Когда Климент размышляет о христианстве и о язычестве, то считает, что часть христианских истин уже содержалась в язычестве. Между философией и Евангелием нет никакой противоположности, потому что обе стремятся к достижению высшей истины. Уже одно это утверждение заставляет задуматься. Можно согласиться, что философы стремятся к достижению истины, но почему Евангелие стремится; Евангелие – это уже и есть Благая весть о том, что закон был дан через Моисея, а благодать и истина произошли через Иисуса Христа. Христос о Себе Сам говорил: «Я – путь, истина и жизнь». Климент же ставит всё это как бы на одну платформу. Стремясь обратить эллинистов в (благое намерение), Климент старается показать им превосходство христианства над язычеством, хотя вполне сохраняет лояльное отношение к греческой философии.

«Философия нужна была грекам ради праведности до прихода Господа, и даже сейчас она полезна для развития истинной религии, и она полезна, как подготовительная дисциплина для тех, кто приходит к вере посредством мысли». Ибо Бог -это источник всякого добра. Он либо непосредственно говорит человеку, как в ВЗ и НЗ, либо говорит косвенно в случае философии. Философия была дана грекам непосредственно, как некое божественное откровение, и философия была детоводителем эллинизма ко Христу, т.е. была тем, чем был ВЗ для иудеев. Т.е. философия – это приуготовление, проложившее человеку путь ко Христу. Он практически чуть не уравнял ВЗ и эллинскую философию. Слово «философия» – слишком общее наименование, какую философию он имеет ввиду? Если Платона – это другое дело, а если философию эпикурейства или киников, стоиков – совсем другое дело. Много было различных философских систем. Философы часто были близки к богопознанию, это естественный путь откровения. То, что Платон говорит о движениях человеческой души к Богу, о тех препятствиях, которые стоят на пути этой души, он говорит очень многие вещи, с которыми отцы Церкви соглашались. Это было удивительное прозрение. В притворах храмов иногда изображали Платона и Аристотеля, как тех людей, которые помогли греческому миру принять .

Климент боялся уничижительно говорить о том, что было так дорого многим язычникам, поэтому он практически ставил знак равенства между ВЗ для иудеев и философией для язычников. Он ставит вопрос, необходимо ли изучить философию для того, .чтобы понять христианское Откровение, и считает, что это необходимо.

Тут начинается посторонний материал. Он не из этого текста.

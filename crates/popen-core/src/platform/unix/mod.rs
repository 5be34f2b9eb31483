//! POSIX launcher: pipes and descriptors, fork/exec, waitpid/kill.

// Descriptor plumbing and fork/exec are raw libc calls; each block carries a SAFETY note.
#![allow(unsafe_code)]

mod process;
mod spawn;
mod stdio;

pub(crate) use process::UnixProcess;

use crate::error::{PopenError, Result};
use std::os::fd::{AsRawFd, FromRawFd, OwnedFd, RawFd};

/// Create a close-on-exec pipe, returning `(read, write)`.
///
/// `size` is applied with `F_SETPIPE_SZ` on Linux and ignored elsewhere.
pub(super) fn pipe(size: Option<usize>) -> Result<(OwnedFd, OwnedFd)> {
    let mut fds: [libc::c_int; 2] = [-1, -1];

    #[cfg(any(
        target_os = "linux",
        target_os = "android",
        target_os = "freebsd",
        target_os = "dragonfly",
        target_os = "netbsd",
        target_os = "openbsd",
        target_os = "illumos"
    ))]
    {
        // SAFETY: `fds` is a valid two-element array for pipe2 to fill.
        if unsafe { libc::pipe2(fds.as_mut_ptr(), libc::O_CLOEXEC) } == -1 {
            return Err(PopenError::last_os_error("pipe2"));
        }
    }

    #[cfg(not(any(
        target_os = "linux",
        target_os = "android",
        target_os = "freebsd",
        target_os = "dragonfly",
        target_os = "netbsd",
        target_os = "openbsd",
        target_os = "illumos"
    )))]
    {
        // SAFETY: `fds` is a valid two-element array for pipe to fill.
        if unsafe { libc::pipe(fds.as_mut_ptr()) } == -1 {
            return Err(PopenError::last_os_error("pipe"));
        }
    }

    // SAFETY: pipe just returned two fresh descriptors that nothing else owns.
    let (read, write) = unsafe { (OwnedFd::from_raw_fd(fds[0]), OwnedFd::from_raw_fd(fds[1])) };

    #[cfg(not(any(
        target_os = "linux",
        target_os = "android",
        target_os = "freebsd",
        target_os = "dragonfly",
        target_os = "netbsd",
        target_os = "openbsd",
        target_os = "illumos"
    )))]
    {
        set_cloexec(read.as_raw_fd(), true)?;
        set_cloexec(write.as_raw_fd(), true)?;
    }

    #[cfg(target_os = "linux")]
    if let Some(size) = size {
        let size = libc::c_int::try_from(size)
            .map_err(|_| PopenError::invalid_argument(format!("pipe size {} too large", size)))?;
        // SAFETY: F_SETPIPE_SZ on a descriptor we own.
        if unsafe { libc::fcntl(write.as_raw_fd(), libc::F_SETPIPE_SZ, size) } == -1 {
            return Err(PopenError::last_os_error("fcntl(F_SETPIPE_SZ)"));
        }
    }
    #[cfg(not(target_os = "linux"))]
    let _ = size;

    Ok((read, write))
}

/// Set or clear `FD_CLOEXEC`. Only needed where `pipe2` is unavailable.
#[cfg(not(any(
    target_os = "linux",
    target_os = "android",
    target_os = "freebsd",
    target_os = "dragonfly",
    target_os = "netbsd",
    target_os = "openbsd",
    target_os = "illumos"
)))]
fn set_cloexec(fd: RawFd, cloexec: bool) -> Result<()> {
    // SAFETY: F_GETFD/F_SETFD only touch descriptor flags.
    unsafe {
        let flags = libc::fcntl(fd, libc::F_GETFD);
        if flags == -1 {
            return Err(PopenError::last_os_error("fcntl(F_GETFD)"));
        }
        let new = if cloexec {
            flags | libc::FD_CLOEXEC
        } else {
            flags & !libc::FD_CLOEXEC
        };
        if new != flags && libc::fcntl(fd, libc::F_SETFD, new) == -1 {
            return Err(PopenError::last_os_error("fcntl(F_SETFD)"));
        }
    }
    Ok(())
}

/// True when `fd` refers to an open descriptor.
pub(super) fn is_open(fd: RawFd) -> bool {
    // SAFETY: F_GETFD on an arbitrary number is harmless; EBADF means closed.
    unsafe { libc::fcntl(fd, libc::F_GETFD) != -1 }
}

«Многое можно изложить путем посвящения в знание, т.е. в соответствии с таинственным посвящением, в котором мы будем продвигаться вперед согласно известному и почитаемому правилу предания», так что мы станем готовы слышать содержание гностического предания. С этого Климент начинает свои «Строматы». Никаких таинственных посвящений в Церкви никогда не было. Это довольно туманное выражение, и для Климента христианских гнозис есть положительное понятие, которое предполагает своего рода аристократизм духовный. Он понимает, что многие простые верующие, не получившие высокого образования, иногда просто неграмотные, не могут изучать философию. В то же время, он считает, что прямой ответственностью образованного христианина является знать как можно больше, стремиться к высшему философскому знанию, и это знание является вспомогательным для веры человека. Философия помогает установить связь между христианством и окружающим миром. Он всё время предерживается некоего комплекса неполноценности, он говорит, что надо, чтобы образованные люди не считали христианское вероучение невежественным обскурантизмом. Всегда будут люди, которые будут называть таким образом, потому что в злохудожную душу не войдет премудрость. Христианский гнозис – нечто самоценное.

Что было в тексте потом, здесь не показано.